● WORK INSTRUCTIONS
Scan the records for the word "BufWriter". Report each line where it occurs.

Stored data entries:

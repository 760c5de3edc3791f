//! Instantaneous team shape.
//!
//! A [`Lattice`] is the complete graph of relative positions between a
//! team's outfield players in one tracking frame. Positions are stored
//! relative to the team's center of mass; displacements between players are
//! translation invariant and are what formations aggregate.
//!
//! # Example
//!
//! ```
//! use formscope_analysis::{lattice::Lattice, roster::ExcludedRoles};
//! use formscope_tracking::{DirectionFlip, PlayerRecord};
//!
//! let players = [
//!     PlayerRecord::new(1, -50.0, 0.0), // goalkeeper
//!     PlayerRecord::new(4, -20.0, 10.0),
//!     PlayerRecord::new(5, -20.0, -10.0),
//!     PlayerRecord::new(9, 10.0, 0.0),
//! ];
//! let lattice = Lattice::build(
//!     &players,
//!     &ExcludedRoles::new([1]),
//!     312.4,
//!     DirectionFlip::Forward,
//! )
//! .unwrap();
//!
//! assert_eq!(lattice.roster().numbers(), &[4, 5, 9]);
//! let d = lattice.node(4).unwrap().neighbour(5).unwrap();
//! assert_eq!(d.distance, 20.0);
//! ```

use formscope_tracking::{DirectionFlip, PlayerRecord, Vec2};

use crate::{
    graph::{Displacement, DisplacementTable, Node},
    roster::{DuplicateJersey, ExcludedRoles, Roster},
};

#[derive(Debug, Clone, PartialEq, derive_more::Display, derive_more::Error)]
pub enum LatticeError {
    #[display("no outfield players in frame at t={timestamp:.2}s")]
    EmptyLattice { timestamp: f64 },
    #[display("frame at t={timestamp:.2}s: {duplicate}")]
    DuplicatePlayer {
        timestamp: f64,
        duplicate: DuplicateJersey,
    },
}

/// Relative-position graph of one team at one instant.
#[derive(Debug, Clone)]
pub struct Lattice {
    roster: Roster,
    positions: Vec<Vec2>,
    displacements: DisplacementTable,
    timestamp: f64,
    direction_flip: DirectionFlip,
}

impl Lattice {
    /// Builds the lattice for the players of one team in one frame.
    ///
    /// Players whose jersey number is in `excluded` are left out. Every
    /// position is multiplied by the sign of `direction_flip` before any
    /// geometry is computed.
    pub fn build(
        players: &[PlayerRecord],
        excluded: &ExcludedRoles,
        timestamp: f64,
        direction_flip: DirectionFlip,
    ) -> Result<Self, LatticeError> {
        let mut outfield = players
            .iter()
            .filter(|p| !excluded.contains(p.number))
            .map(|p| (p.number, direction_flip.apply(p.position())))
            .collect::<Vec<_>>();
        outfield.sort_unstable_by_key(|(number, _)| *number);

        let roster = Roster::new(outfield.iter().map(|(number, _)| *number))
            .map_err(|duplicate| LatticeError::DuplicatePlayer {
                timestamp,
                duplicate,
            })?;
        let raw = outfield.into_iter().map(|(_, pos)| pos).collect::<Vec<_>>();
        let com = Vec2::centroid(raw.iter().copied())
            .ok_or(LatticeError::EmptyLattice { timestamp })?;

        let displacements = DisplacementTable::from_fn(raw.len(), |from, to| raw[to] - raw[from]);
        let positions = raw.into_iter().map(|pos| pos - com).collect();

        Ok(Self {
            roster,
            positions,
            displacements,
            timestamp,
            direction_flip,
        })
    }

    #[must_use]
    pub fn roster(&self) -> &Roster {
        &self.roster
    }

    #[must_use]
    pub fn len(&self) -> usize {
        self.roster.len()
    }

    #[must_use]
    pub fn is_empty(&self) -> bool {
        self.roster.is_empty()
    }

    /// Game-clock time of the frame the lattice was built from.
    #[must_use]
    pub fn timestamp(&self) -> f64 {
        self.timestamp
    }

    #[must_use]
    pub fn direction_flip(&self) -> DirectionFlip {
        self.direction_flip
    }

    #[must_use]
    pub fn node(&self, number: u32) -> Option<Node<'_>> {
        let index = self.roster.index_of(number)?;
        Some(self.node_at(index))
    }

    pub fn nodes(&self) -> impl Iterator<Item = Node<'_>> + '_ {
        (0..self.len()).map(|index| self.node_at(index))
    }

    /// Displacement between two players addressed by roster index.
    #[must_use]
    pub fn displacement(&self, from: usize, to: usize) -> Displacement {
        self.displacements.get(from, to)
    }

    fn node_at(&self, index: usize) -> Node<'_> {
        Node::new(&self.roster, &self.displacements, index, self.positions[index])
    }
}
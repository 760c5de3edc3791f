use std::path::PathBuf;

use clap::{Parser, Subcommand};

use self::{estimate::EstimateArg, substitutions::SubstitutionsArg};

mod estimate;
mod substitutions;

#[derive(Debug, Clone, Parser)]
#[command(author, version, about, long_about = None)]
pub struct CommandArgs {
    #[command(subcommand)]
    mode: Mode,
}

#[derive(Debug, Clone, Subcommand)]
enum Mode {
    /// List every substitution of both teams
    Substitutions(#[clap(flatten)] SubstitutionsArg),
    /// Estimate a team's attacking and defending formations
    Estimate(#[clap(flatten)] EstimateArg),
}

/// Tracking files of one match.
#[derive(Debug, Clone, clap::Args)]
pub(crate) struct MatchInputArg {
    /// Match metadata JSON file
    pub metadata: PathBuf,
    /// Tracking data JSON Lines file, one frame per line
    pub tracking: PathBuf,
    /// Keep second-half coordinates as recorded instead of mirroring them
    #[arg(long)]
    pub no_flip: bool,
}

pub fn run() -> anyhow::Result<()> {
    let args = CommandArgs::parse();
    match args.mode {
        Mode::Substitutions(arg) => substitutions::run(&arg)?,
        Mode::Estimate(arg) => estimate::run(&arg)?,
    }
    Ok(())
}
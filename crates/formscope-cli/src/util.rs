use std::{
    fs::File,
    io::{self, BufReader, BufWriter, StdoutLock, Write as _},
    path::{Path, PathBuf},
};

use anyhow::Context;
use formscope_tracking::{Frame, MatchMetadata, flip_second_half};
use tracing::{info, warn};

use crate::command::MatchInputArg;

/// Destination of a JSON report: stdout, or a file created on open.
#[derive(Debug)]
pub enum Output {
    Stdout {
        writer: StdoutLock<'static>,
    },
    File {
        writer: BufWriter<File>,
        path: PathBuf,
    },
}

impl Output {
    pub fn save_json<T>(value: &T, output_path: Option<&Path>) -> anyhow::Result<()>
    where
        T: serde::Serialize,
    {
        let mut output = match output_path {
            Some(path) => Output::create(path)?,
            None => Output::Stdout {
                writer: io::stdout().lock(),
            },
        };
        output.write_json(value)?;
        if let Output::File { path, .. } = &output {
            info!("report written to {}", path.display());
        }
        Ok(())
    }

    fn create(path: &Path) -> anyhow::Result<Self> {
        let file = File::create(path)
            .with_context(|| format!("Failed to create output file: {}", path.display()))?;
        Ok(Output::File {
            writer: BufWriter::new(file),
            path: path.to_owned(),
        })
    }

    fn display_path(&self) -> String {
        match self {
            Output::Stdout { .. } => "stdout".to_owned(),
            Output::File { path, .. } => path.display().to_string(),
        }
    }

    fn write_json<T>(&mut self, value: &T) -> anyhow::Result<()>
    where
        T: serde::Serialize,
    {
        serde_json::to_writer_pretty(&mut *self, value)
            .with_context(|| format!("Failed to write JSON to {}", self.display_path()))?;
        writeln!(self)
            .and_then(|()| self.flush())
            .with_context(|| format!("Failed to finish writing {}", self.display_path()))?;
        Ok(())
    }
}

impl io::Write for Output {
    fn write(&mut self, buf: &[u8]) -> io::Result<usize> {
        match self {
            Output::Stdout { writer } => writer.write(buf),
            Output::File { writer, .. } => writer.write(buf),
        }
    }

    fn flush(&mut self) -> io::Result<()> {
        match self {
            Output::Stdout { writer } => writer.flush(),
            Output::File { writer, .. } => writer.flush(),
        }
    }
}

pub fn read_json_file<T, P>(file_kind: &str, path: P) -> anyhow::Result<T>
where
    T: serde::de::DeserializeOwned,
    P: AsRef<Path>,
{
    let path = path.as_ref();
    let file = File::open(path)
        .with_context(|| format!("Failed to open {file_kind} file: {}", path.display()))?;
    serde_json::from_reader(BufReader::new(file))
        .with_context(|| format!("Failed to parse {file_kind} JSON file: {}", path.display()))
}

/// Reads a JSON Lines file, one value per non-blank line.
pub fn read_jsonl_file<T, P>(file_kind: &str, path: P) -> anyhow::Result<Vec<T>>
where
    T: serde::de::DeserializeOwned,
    P: AsRef<Path>,
{
    let path = path.as_ref();
    let file = File::open(path)
        .with_context(|| format!("Failed to open {file_kind} file: {}", path.display()))?;
    parse_jsonl(BufReader::new(file))
        .with_context(|| format!("Failed to read {file_kind} file: {}", path.display()))
}

fn parse_jsonl<T, R>(reader: R) -> anyhow::Result<Vec<T>>
where
    T: serde::de::DeserializeOwned,
    R: io::BufRead,
{
    let mut values = vec![];
    for (i, line) in reader.lines().enumerate() {
        let line_no = i + 1;
        let line = line.with_context(|| format!("I/O error at line {line_no}"))?;
        if line.trim().is_empty() {
            continue;
        }
        let value = serde_json::from_str(&line)
            .with_context(|| format!("Invalid JSON at line {line_no}"))?;
        values.push(value);
    }
    Ok(values)
}

#[derive(Debug)]
pub struct MatchData {
    pub metadata: MatchMetadata,
    pub frames: Vec<Frame>,
}

/// Loads a match and, unless disabled, mirrors the second half so that each
/// team attacks in the same direction in both halves.
pub fn load_match(input: &MatchInputArg) -> anyhow::Result<MatchData> {
    let metadata: MatchMetadata = read_json_file("metadata", &input.metadata)?;
    anyhow::ensure!(
        metadata.fps.is_finite() && metadata.fps > 0.0,
        "Invalid frame rate {} in {}",
        metadata.fps,
        input.metadata.display()
    );

    info!("loading tracking data from {}", input.tracking.display());
    let mut frames: Vec<Frame> = read_jsonl_file("tracking", &input.tracking)?;
    info!(frames = frames.len(), fps = metadata.fps, "tracking data loaded");

    if !input.no_flip {
        match flip_second_half(&mut frames) {
            Some(index) => info!(from_frame = index, "mirrored second-half coordinates"),
            None => warn!("no second-half frames to mirror"),
        }
    }

    Ok(MatchData { metadata, frames })
}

● ANSWER TO THIS TASK
    io::{self, BufReader, BufWriter, StdoutLock, Write as _},
        writer: BufWriter<File>,
            writer: BufWriter::new(file),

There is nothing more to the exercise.